── Records for processing ──

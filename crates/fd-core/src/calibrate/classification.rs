//! Thresholded classification metrics: confusion matrix and per-class report.

use schemars::JsonSchema;
use serde::{Deserialize, Serialize};

/// Display names for class 0 and class 1.
pub const CLASS_NAMES: [&str; 2] = ["Legitimate", "Fraud"];

/// 2x2 confusion matrix for binary labels. Rows are actual, columns predicted.
#[derive(Debug, Clone, Copy, Default, PartialEq, Eq, Serialize, Deserialize, JsonSchema)]
pub struct ConfusionMatrix {
    pub true_negatives: usize,
    pub false_positives: usize,
    pub false_negatives: usize,
    pub true_positives: usize,
}

impl ConfusionMatrix {
    pub fn from_predictions(actual: &[bool], predicted: &[bool]) -> Self {
        let mut cm = ConfusionMatrix::default();
        for (&a, &p) in actual.iter().zip(predicted) {
            match (a, p) {
                (false, false) => cm.true_negatives += 1,
                (false, true) => cm.false_positives += 1,
                (true, false) => cm.false_negatives += 1,
                (true, true) => cm.true_positives += 1,
            }
        }
        cm
    }

    pub fn total(&self) -> usize {
        self.true_negatives + self.false_positives + self.false_negatives + self.true_positives
    }

    /// `[[tn, fp], [fn, tp]]`.
    pub fn as_rows(&self) -> [[usize; 2]; 2] {
        [
            [self.true_negatives, self.false_positives],
            [self.false_negatives, self.true_positives],
        ]
    }

    pub fn accuracy(&self) -> f64 {
        ratio(self.true_negatives + self.true_positives, self.total())
    }
}

/// Precision, recall and F1 for one class.
#[derive(Debug, Clone, PartialEq, Serialize, Deserialize, JsonSchema)]
pub struct ClassMetrics {
    pub label: String,
    pub precision: f64,
    pub recall: f64,
    pub f1: f64,
    pub support: usize,
}

/// Averaged precision, recall and F1.
#[derive(Debug, Clone, PartialEq, Serialize, Deserialize, JsonSchema)]
pub struct AveragedMetrics {
    pub precision: f64,
    pub recall: f64,
    pub f1: f64,
    pub support: usize,
}

/// Per-class breakdown with accuracy and macro/weighted averages.
///
/// Ratios with a zero denominator are reported as 0.
#[derive(Debug, Clone, PartialEq, Serialize, Deserialize, JsonSchema)]
pub struct ClassificationReport {
    pub classes: Vec<ClassMetrics>,
    pub accuracy: f64,
    pub macro_avg: AveragedMetrics,
    pub weighted_avg: AveragedMetrics,
}

fn ratio(num: usize, den: usize) -> f64 {
    if den == 0 {
        0.0
    } else {
        num as f64 / den as f64
    }
}

fn f1(precision: f64, recall: f64) -> f64 {
    if precision + recall == 0.0 {
        0.0
    } else {
        2.0 * precision * recall / (precision + recall)
    }
}

impl ClassificationReport {
    pub fn from_confusion(cm: &ConfusionMatrix) -> Self {
        // Class 0 treats "legitimate" as the positive outcome.
        let neg = {
            let precision = ratio(cm.true_negatives, cm.true_negatives + cm.false_negatives);
            let recall = ratio(cm.true_negatives, cm.true_negatives + cm.false_positives);
            ClassMetrics {
                label: CLASS_NAMES[0].to_string(),
                precision,
                recall,
                f1: f1(precision, recall),
                support: cm.true_negatives + cm.false_positives,
            }
        };
        let pos = {
            let precision = ratio(cm.true_positives, cm.true_positives + cm.false_positives);
            let recall = ratio(cm.true_positives, cm.true_positives + cm.false_negatives);
            ClassMetrics {
                label: CLASS_NAMES[1].to_string(),
                precision,
                recall,
                f1: f1(precision, recall),
                support: cm.true_positives + cm.false_negatives,
            }
        };

        let total = cm.total();
        let macro_avg = AveragedMetrics {
            precision: (neg.precision + pos.precision) / 2.0,
            recall: (neg.recall + pos.recall) / 2.0,
            f1: (neg.f1 + pos.f1) / 2.0,
            support: total,
        };
        let weight = |a: f64, b: f64| {
            if total == 0 {
                0.0
            } else {
                (a * neg.support as f64 + b * pos.support as f64) / total as f64
            }
        };
        let weighted_avg = AveragedMetrics {
            precision: weight(neg.precision, pos.precision),
            recall: weight(neg.recall, pos.recall),
            f1: weight(neg.f1, pos.f1),
            support: total,
        };

        ClassificationReport {
            classes: vec![neg, pos],
            accuracy: cm.accuracy(),
            macro_avg,
            weighted_avg,
        }
    }

    /// Fixed-width text table.
    pub fn render(&self) -> String {
        let mut out = String::new();
        out.push_str(&format!(
            "{:>14} {:>10} {:>10} {:>10} {:>10}\n\n",
            "", "precision", "recall", "f1-score", "support"
        ));
        for c in &self.classes {
            out.push_str(&format!(
                "{:>14} {:>10.2} {:>10.2} {:>10.2} {:>10}\n",
                c.label, c.precision, c.recall, c.f1, c.support
            ));
        }
        out.push('\n');
        out.push_str(&format!(
            "{:>14} {:>10} {:>10} {:>10.2} {:>10}\n",
            "accuracy", "", "", self.accuracy, self.macro_avg.support
        ));
        for (name, avg) in [("macro avg", &self.macro_avg), ("weighted avg", &self.weighted_avg)] {
            out.push_str(&format!(
                "{:>14} {:>10.2} {:>10.2} {:>10.2} {:>10}\n",
                name, avg.precision, avg.recall, avg.f1, avg.support
            ));
        }
        out
    }
}

#[cfg(test)]
mod tests {
    use super::*;

    #[test]
    fn test_confusion_counts() {
        let actual = [false, false, true, true, true];
        let predicted = [false, true, false, true, true];
        let cm = ConfusionMatrix::from_predictions(&actual, &predicted);
        assert_eq!(cm.as_rows(), [[1, 1], [1, 2]]);
        assert_eq!(cm.total(), 5);
        assert!((cm.accuracy() - 0.6).abs() < 1e-15);
    }

    #[test]
    fn test_report_values() {
        let cm = ConfusionMatrix {
            true_negatives: 90,
            false_positives: 10,
            false_negatives: 5,
            true_positives: 15,
        };
        let report = ClassificationReport::from_confusion(&cm);
        let fraud = &report.classes[1];
        assert_eq!(fraud.label, "Fraud");
        assert!((fraud.precision - 0.6).abs() < 1e-12);
        assert!((fraud.recall - 0.75).abs() < 1e-12);
        assert!((fraud.f1 - 2.0 * 0.6 * 0.75 / 1.35).abs() < 1e-12);
        assert_eq!(fraud.support, 20);
        assert_eq!(report.classes[0].support, 100);
        assert!((report.accuracy - 105.0 / 120.0).abs() < 1e-12);
        assert_eq!(report.weighted_avg.support, 120);
    }

    #[test]
    fn test_zero_division_is_zero() {
        // Nothing predicted positive.
        let cm = ConfusionMatrix::from_predictions(&[false, true], &[false, false]);
        let report = ClassificationReport::from_confusion(&cm);
        assert_eq!(report.classes[1].precision, 0.0);
        assert_eq!(report.classes[1].f1, 0.0);
    }

    #[test]
    fn test_render_contains_rows() {
        let cm = ConfusionMatrix::from_predictions(&[false, true], &[false, true]);
        let text = ClassificationReport::from_confusion(&cm).render();
        for needle in ["Legitimate", "Fraud", "accuracy", "macro avg", "weighted avg"] {
            assert!(text.contains(needle), "missing {needle}");
        }
    }
}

───

__Task objective__
For the material above, state the number of lines that include the word "struct". Leave out everything else.

__Exercise response__
4